Foreclosures - A Good Investment?
Well, sometimes. Okay, most of the time. But not always.
Myth no. 1: A big spike in foreclosures is right around the corner...
...That's because in most of the country, anyone who has owned a home for even a year or two is likely sitting on enough equity to sell or refinance if the loan payments become unaffordable.
Used to be true. Not so much any more. When prices are going up 20% per year, this is true. When prices have slid about 30 percent locally, anybody who bought for peak or near peak prices is in trouble, not to mention the folks in negative amortization loans that got into a situation where they can't afford the real payment, and now they owe thousands of dollars more than they paid. Nonetheless (as the article mentions) the banks want the loan repaid. They don't want to own the house. A "hard money" lender will foreclose fast and hard, but a regulated lender wants the loan repaid, and they'll pretty much take a loss anytime they foreclose, and it's always bad business, because it's always someone who won't use that bank, and who tells all their friends and family. The bank isn't going to have a representative there to tell their side of the story, so no matter how justified they were in foreclosing, it's bad for business. They will put it off as long as they possibly can.
It can take a couple of years after payments start being a problem before the lender decides to cut their losses and foreclose. Sometimes the individuals concerned go to heroic lengths to stay out of foreclosure, drawing out all their savings, even their retirements to meet the payment. They are usually ill-advised to do so; nonetheless I understand the emotional attachment that occurs. The peak for foreclosure is usually somewhere around the fourth year of the loan. Foreclosures are up now, locally, but look for them to start going up further at the end of 2007, as the option ARMs really took off in 2004.
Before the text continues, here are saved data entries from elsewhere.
//! LOCK/UNLOCK pass straight through to the configured lock provider;
//! without one they are simply not allowed.

use http::{Request, Response, StatusCode};

use crate::body::Body;
use crate::davpath::DavPath;
use crate::errors::DavError;
use crate::DavResult;

impl crate::DavHandler {
    pub(crate) async fn handle_lock(
        &self,
        req: &Request<()>,
        path: &DavPath,
        body: &[u8],
    ) -> DavResult<Response<Body>> {
        match &self.ls {
            Some(ls) => {
                let timeout = req.headers().get("timeout").and_then(|v| v.to_str().ok());
                ls.lock(path, body, timeout)
            }
            None => Err(DavError::Status(StatusCode::METHOD_NOT_ALLOWED)),
        }
    }

    pub(crate) async fn handle_unlock(
        &self,
        req: &Request<()>,
        path: &DavPath,
    ) -> DavResult<Response<Body>> {
        match &self.ls {
            Some(ls) => {
                let token = req
                    .headers()
                    .get("lock-token")
                    .and_then(|v| v.to_str().ok())
                    .map(|t| t.trim_start_matches('<').trim_end_matches('>'));
                ls.unlock(path, token)
            }
            None => Err(DavError::Status(StatusCode::METHOD_NOT_ALLOWED)),
        }
    }
}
Myth no. 2: Foreclosed houses sell for far less than their market value.
In a study of foreclosure sale prices in more than 600 counties nationwide in 2005, Christopher Cagan of data provider First American Real Estate Solutions found that, on average, foreclosed properties sold for about 15 percent less than comparable homes in the area that were not distressed. But in states where real estate prices have risen the most, including Arizona, California and Virginia, foreclosed properties sold for within 5 percent of full market value.
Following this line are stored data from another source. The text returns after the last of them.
use http::{Request, Response, StatusCode};

use crate::body::Body;
use crate::davpath::DavPath;
use crate::errors::DavError;
use crate::util::{parse_depth, DavMethod, Depth};
use crate::DavResult;

impl crate::DavHandler {
    pub(crate) async fn handle_copymove(
        &self,
        req: &Request<()>,
        path: &DavPath,
        method: DavMethod,
    ) -> DavResult<Response<Body>> {
        let dest_hdr = req
            .headers()
            .get("destination")
            .and_then(|v| v.to_str().ok())
            .ok_or(DavError::InvalidDestination)?;
        let dest_uri: http::Uri = dest_hdr
            .parse()
            .map_err(|_| DavError::InvalidDestination)?;

        // Reject destinations on another host.
        if let Some(dest_auth) = dest_uri.authority() {
            let req_host = req
                .headers()
                .get("host")
                .and_then(|v| v.to_str().ok())
                .unwrap_or_default();
            if !req_host.is_empty() && dest_auth.as_str() != req_host {
                debug!("destination host {dest_auth} differs from {req_host}");
                return Err(DavError::CrossHostDestination);
            }
        }

        let dst = DavPath::from_uri_and_prefix(&dest_uri, &self.prefix)?;
        if dst.is_root() {
            return Err(DavError::CrossHostDestination);
        }
        if dst == *path {
            return Err(DavError::DestinationEqualsSource);
        }

        let src_backend = self.resolve_backend(path)?;
        let dst_backend = self.resolve_backend(&dst)?;
        if src_backend.mount_path() != dst_backend.mount_path() {
            // no transactional semantics across backends
            debug!("refusing {method:?} across mounts {path} -> {dst}");
            return Err(DavError::Status(StatusCode::BAD_GATEWAY));
        }

        let depth_hdr = req.headers().get("depth").and_then(|v| v.to_str().ok());
        let overwrite_hdr = req
            .headers()
            .get("overwrite")
            .and_then(|v| v.to_str().ok());
        let dst_exists = self.stat(dst.as_str()).await.is_ok();

        if method == DavMethod::COPY {
            // A collection COPY accepts Depth 0 or infinity only.
            if depth_hdr.is_some() && parse_depth(depth_hdr)? == Depth::One {
                return Err(DavError::InvalidDepth);
            }
            // COPY locks the destination only; a locked-by-another
            // source may still be copied.
            let _guard = self.confirm_locks(req, &dst, None)?;

            let overwrite = overwrite_hdr != Some("F");
            if dst_exists && !overwrite {
                return Err(DavError::Status(StatusCode::PRECONDITION_FAILED));
            }

            self.invalidate_with_parent(&dst);
            src_backend.copy(path.as_str(), dst.as_str()).await?;
        } else {
            // A collection MOVE is always Depth: infinity.
            if depth_hdr.is_some() && parse_depth(depth_hdr)? != Depth::Infinity {
                return Err(DavError::InvalidDepth);
            }
            let _guard = self.confirm_locks(req, path, Some(&dst))?;

            let overwrite = overwrite_hdr == Some("T");
            if dst_exists {
                if !overwrite {
                    return Err(DavError::Status(StatusCode::PRECONDITION_FAILED));
                }
                src_backend.remove_all(dst.as_str()).await?;
            }

            self.invalidate_with_parent(path);
            self.invalidate_with_parent(&dst);
            src_backend.rename(path.as_str(), dst.as_str()).await?;
        }

        let mut res = Response::new(Body::empty());
        *res.status_mut() = if dst_exists {
            StatusCode::NO_CONTENT
        } else {
            StatusCode::CREATED
        };
        Ok(res)
    }
}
This is true. Furthermore, many foreclosure homes have maintenance and repair issues. If I can save my several tens of thousand dollars of equity by fixing the property up a little bit and cutting the price a little in order to sell it before foreclosure, I'll do it. On the other hand, if I bought it for $500,000 with a 5% down payment on a negative amortization loan, and now it's only worth $420,000, my investment is long gone, and any work I do and any money I spend is helping nobody but the bank. Some people may strip the copper out of the walls for scrap (I've seen what one such person left behind). Some people may even take a sledgehammer and break things in one last act of spite.
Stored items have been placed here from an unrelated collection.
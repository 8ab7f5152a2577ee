//! Configuration consumed by the gateway core.
//!
//! Loading and file formats are the embedding application's concern;
//! the core only sees these plain structs. Zero values select the
//! built-in defaults.

use std::time::Duration;

use serde::Deserialize;

pub const DEFAULT_CACHE_TTL: Duration = Duration::from_secs(300);
pub const DEFAULT_CACHE_SIZE: usize = 10_000;
pub const DEFAULT_BUFFER_SIZE: usize = 64 * 1024;

#[derive(Debug, Clone, Default, Deserialize)]
#[serde(default)]
pub struct GatewayConfig {
    pub webdav: WebdavConfig,
    pub server: ServerConfig,
}

#[derive(Debug, Clone, Default, Deserialize)]
#[serde(default)]
pub struct WebdavConfig {
    /// TTL of metadata-cache entries, in seconds.
    pub metadata_cache_ttl: u64,
    /// Maximum number of metadata-cache entries.
    pub cache_size: usize,
    /// Streaming copy buffer, in bytes.
    pub buffer_size: usize,
}

#[derive(Debug, Clone, Default, Deserialize)]
#[serde(default)]
pub struct ServerConfig {
    /// Peers whose forwarding headers are believed by `util::client_ip`.
    pub trusted_proxies: Vec<String>,
}

impl WebdavConfig {
    pub fn cache_ttl(&self) -> Duration {
        if self.metadata_cache_ttl == 0 {
            DEFAULT_CACHE_TTL
        } else {
            Duration::from_secs(self.metadata_cache_ttl)
        }
    }

    pub fn cache_capacity(&self) -> usize {
        if self.cache_size == 0 {
            DEFAULT_CACHE_SIZE
        } else {
            self.cache_size
        }
    }

    pub fn stream_buffer(&self) -> usize {
        if self.buffer_size == 0 {
            DEFAULT_BUFFER_SIZE
        } else {
            self.buffer_size
        }
    }
}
In highly appreciated areas, the auction is usually the worst time to buy. Get them from the owners before the lenders pile on all the default and foreclosure fees, while there is still something to save for the owner, equity-wise. Get them from the lenders as REOs after they fail to sell at auction. Depending upon who forecloses, that can wipe out entire trust deeds. For instance, if there's a first and a second on the property, and the first forecloses, that second is gone. Dust. History. Worthless paper with unimportant markings, basically good for fire starter. If it originally sold for $500,000, and there's a $400,000 first and a $75,000 second, but the property is only worth $420,000 now, that second holder is crazy if they show up to the auction to defend it, especially since the holder of the first has added thousands of dollars in fees, every penny of which gets paid before the second gets a penny. The second is unlikely to get a penny, and bidding on it is throwing good money after bad. It's a waste of an employee's time, if nothing else. For buyers at auction, there's a key phrase to remember: cash or the equivalent. You don't win the auction and then arrange financing; you have to have that first. This doesn't apply to sales before and after the auction. Nor does California's ninety percent rule.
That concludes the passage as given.